Ajit Ranade (born 1961) is an Indian economist, political analyst, and reporter based out of Pune, India.He served as Vice Chancellor of Gokhale Institute of Politics and Economics from October 2021 to October 2024. His tenure ended following the findings of a Fact-Finding Committee constituted by the university that found irregularities in his appointment as it did not conform to the prescribed UGC norms

==Education==
He is a PhD in economics from Brown University. He is a B.Tech. in Electrical Engineering from Indian Institute of Technology, Bombay. He is an alumnus of Indian Institute of Management, Ahmedabad. He had been Professor ICRIER, New Delhi and assistant professor at IGIDR, Mumbai.

==Professional career==
He served as chief economist of the Aditya Birla Group an Indian multinational conglomerate. for many years before retiring and pursuing his academic and other interests. Later he also worked as Vice Chancellor of Gokhale Institute of Politics and Economics which is left in 2024. He also served as chief economist at ABN AMRO Bank. He serves as a director on the board of Hindalco Almex Aerospace Limited, a joint venture company of Hindalco and Almex Inc. of US between 2007 and 2011. He was Government of India's nominee as independent director of Multi Commodity Exchange of India Ltd., from 22 September 2007 to 1 April 2010. He has served on various committees of the Reserve Bank of India, including the Committee on Fuller Capital Account Convertibility and the committee to review FEMA for Individuals. He is a member of the National Executive Committee of FICCI and Economic Policy Council of CII. He chairs the Research Advisory Panel of the Indian Institute of Banking and Finance. He is a member of the board of governors of the Indian Institute of Technology, Bombay. He is columnist with Mumbai Mirror He also writes at FirstPost, Business Standard, IBNLive, The Economics Times.

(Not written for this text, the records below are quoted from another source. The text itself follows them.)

//! The storage tiers behind ambient recall.
//!
//! Every tier implements [`Layer`]: `store` appends content and returns an id,
//! `search` returns ranked [`SearchResult`]s. The set of tiers is closed
//! ([`LayerKind`]) and wired explicitly by [`crate::engine::Engine`].

pub mod anchor;
pub mod crystal;
pub mod graph;
pub mod raw;

use async_trait::async_trait;
use serde::{Deserialize, Serialize};
use std::future::Future;
use std::time::Duration;

use crate::error::{LayerError, Result};

/// Free-form key/value metadata attached to stored content and results.
pub type Metadata = serde_json::Map<String, serde_json::Value>;

#[derive(Debug, Clone, Copy, PartialEq, Eq, PartialOrd, Ord, Hash, Serialize, Deserialize)]
#[serde(rename_all = "snake_case")]
pub enum LayerKind {
    Raw,
    Anchor,
    Graph,
    Crystal,
}

impl LayerKind {
    pub const ALL: [LayerKind; 4] = [Self::Anchor, Self::Graph, Self::Crystal, Self::Raw];

    pub fn as_str(&self) -> &'static str {
        match self {
            Self::Raw => "raw",
            Self::Anchor => "anchor",
            Self::Graph => "graph",
            Self::Crystal => "crystal",
        }
    }
}

impl std::fmt::Display for LayerKind {
    fn fmt(&self, f: &mut std::fmt::Formatter<'_>) -> std::fmt::Result {
        f.write_str(self.as_str())
    }
}

impl std::str::FromStr for LayerKind {
    type Err = LayerError;

    fn from_str(s: &str) -> std::result::Result<Self, Self::Err> {
        match s {
            "raw" => Ok(Self::Raw),
            "anchor" => Ok(Self::Anchor),
            "graph" => Ok(Self::Graph),
            "crystal" => Ok(Self::Crystal),
            _ => Err(LayerError::InvalidInput(format!("unknown layer: {s}"))),
        }
    }
}

/// The common currency every layer returns.
#[derive(Debug, Clone, Serialize, Deserialize)]
pub struct SearchResult {
    pub content: String,
    /// Opaque id usable for later reference or deletion in the originating layer.
    pub source_id: String,
    pub layer: LayerKind,
    /// Relevance in `[0, 1]`, placed inside the layer's fixed band.
    pub score: f64,
    #[serde(default, skip_serializing_if = "serde_json::Map::is_empty")]
    pub metadata: Metadata,
}

impl SearchResult {
    pub fn new(layer: LayerKind, source_id: impl Into<String>, content: impl Into<String>, score: f64) -> Self {
        Self {
            content: content.into(),
            source_id: source_id.into(),
            layer,
            score: score.clamp(0.0, 1.0),
            metadata: Metadata::new(),
        }
    }

    pub fn with_meta(mut self, key: &str, value: impl Into<serde_json::Value>) -> Self {
        self.metadata.insert(key.to_string(), value.into());
        self
    }
}

/// Contract shared by every storage tier.
///
/// Implementations must be safe to share between tasks and must report an
/// unreachable backing store as [`LayerError::Unavailable`], never as an empty
/// result.
#[async_trait]
pub trait Layer: Send + Sync {
    fn kind(&self) -> LayerKind;

    /// Persist `content` and return the id assigned by the layer.
    async fn store(&self, content: &str, metadata: &Metadata) -> Result<String>;

    /// Return up to `limit` results, best first, with non-increasing scores.
    async fn search(&self, query: &str, limit: usize) -> Result<Vec<SearchResult>>;
}

/// Fixed score bands. Cross-layer comparability is deliberately coarse: each
/// layer places its own ranking inside its band and nothing is renormalised.
pub mod bands {
    /// Entity summaries from node search.
    pub const NODE: f64 = 0.95;
    /// Explore edges, highest for the first seed's first edge.
    pub const EXPLORE_HIGH: f64 = 0.90;
    pub const EXPLORE_LOW: f64 = 0.80;
    /// Edge search, native score mapped linearly into this range.
    pub const EDGE_HIGH: f64 = 0.75;
    pub const EDGE_LOW: f64 = 0.10;
    pub const ANCHOR_HIGH: f64 = 0.90;
    pub const ANCHOR_LOW: f64 = 0.50;
    /// Newest current crystal; older ones step down.
    pub const CRYSTAL: f64 = 0.60;
    pub const CRYSTAL_STEP: f64 = 0.02;
    /// Newest raw event; older ones step down.
    pub const RAW: f64 = 0.30;
    pub const RAW_STEP: f64 = 0.01;

    /// Map `fraction` in `[0, 1]` linearly onto `[low, high]`.
    pub fn within(low: f64, high: f64, fraction: f64) -> f64 {
        low + (high - low) * fraction.clamp(0.0, 1.0)
    }

    /// Recency-stepped score for position `index`, never below zero.
    pub fn stepped(top: f64, step: f64, index: usize) -> f64 {
        (top - step * index as f64).max(0.0)
    }
}

/// Bound a backing-store call by `timeout`, mapping expiry to `Unavailable`.
pub async fn with_deadline<T, F>(layer: LayerKind, timeout: Duration, fut: F) -> Result<T>
where
    F: Future<Output = Result<T>>,
{
    match tokio::time::timeout(timeout, fut).await {
        Ok(result) => result,
        Err(_) => Err(LayerError::unavailable(
            layer,
            format!("no response within {}ms", timeout.as_millis()),
        )),
    }
}

/// Read an optional string key from metadata.
pub(crate) fn meta_str<'a>(metadata: &'a Metadata, key: &str) -> Option<&'a str> {
    metadata.get(key).and_then(|v| v.as_str())
}

/// Truncate content to max_chars, appending "..." if truncated.
pub(crate) fn truncate_preview(content: &str, max_chars: usize) -> String {
    if content.chars().count() <= max_chars {
        content.to_string()
    } else {
        let cut: String = content.chars().take(max_chars).collect();
        format!("{cut}...")
    }
}

#[cfg(test)]
mod tests {
    use super::*;

    #[test]
    fn layer_kind_round_trips_through_str() {
        for kind in LayerKind::ALL {
            assert_eq!(kind.as_str().parse::<LayerKind>().unwrap(), kind);
        }
        assert!("vector".parse::<LayerKind>().is_err());
    }

    #[test]
    fn bands_are_ordered() {
        assert!(bands::NODE > bands::EXPLORE_HIGH);
        assert!(bands::EXPLORE_LOW > bands::EDGE_HIGH);
        assert_eq!(bands::within(0.1, 0.75, 1.0), 0.75);
        assert_eq!(bands::within(0.1, 0.75, 2.0), 0.75);
        assert_eq!(bands::stepped(0.3, 0.01, 100), 0.0);
    }

    #[test]
    fn scores_are_clamped() {
        let r = SearchResult::new(LayerKind::Raw, "1", "x", 1.7);
        assert_eq!(r.score, 1.0);
    }

    #[tokio::test]
    async fn with_deadline_maps_timeout_to_unavailable() {
        let result: Result<()> = with_deadline(LayerKind::Graph, Duration::from_millis(10), async {
            tokio::time::sleep(Duration::from_millis(200)).await;
            Ok(())
        })
        .await;
        assert!(result.unwrap_err().is_unavailable());
    }

    #[test]
    fn truncate_preview_respects_char_boundaries() {
        assert_eq!(truncate_preview("short", 80), "short");
        assert_eq!(truncate_preview("héllo wörld", 5), "héllo...");
    }
}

He has authored several books, namely Life Insurance in India: Emerging Issues, Three Questions about Insurance Liberalisation, Maharashtra's EGS: Regional Patterns, Scope for Reforms and Replication. He is a co founder and trustee of Association for Democratic Reforms which is an Indian civil society group vying for transparency in the politics of India. He was awarded as Distinguished Alumnus of Indian Institute of Technology, Bombay in 2009. He also serves as Independent Director for Persistent Systems.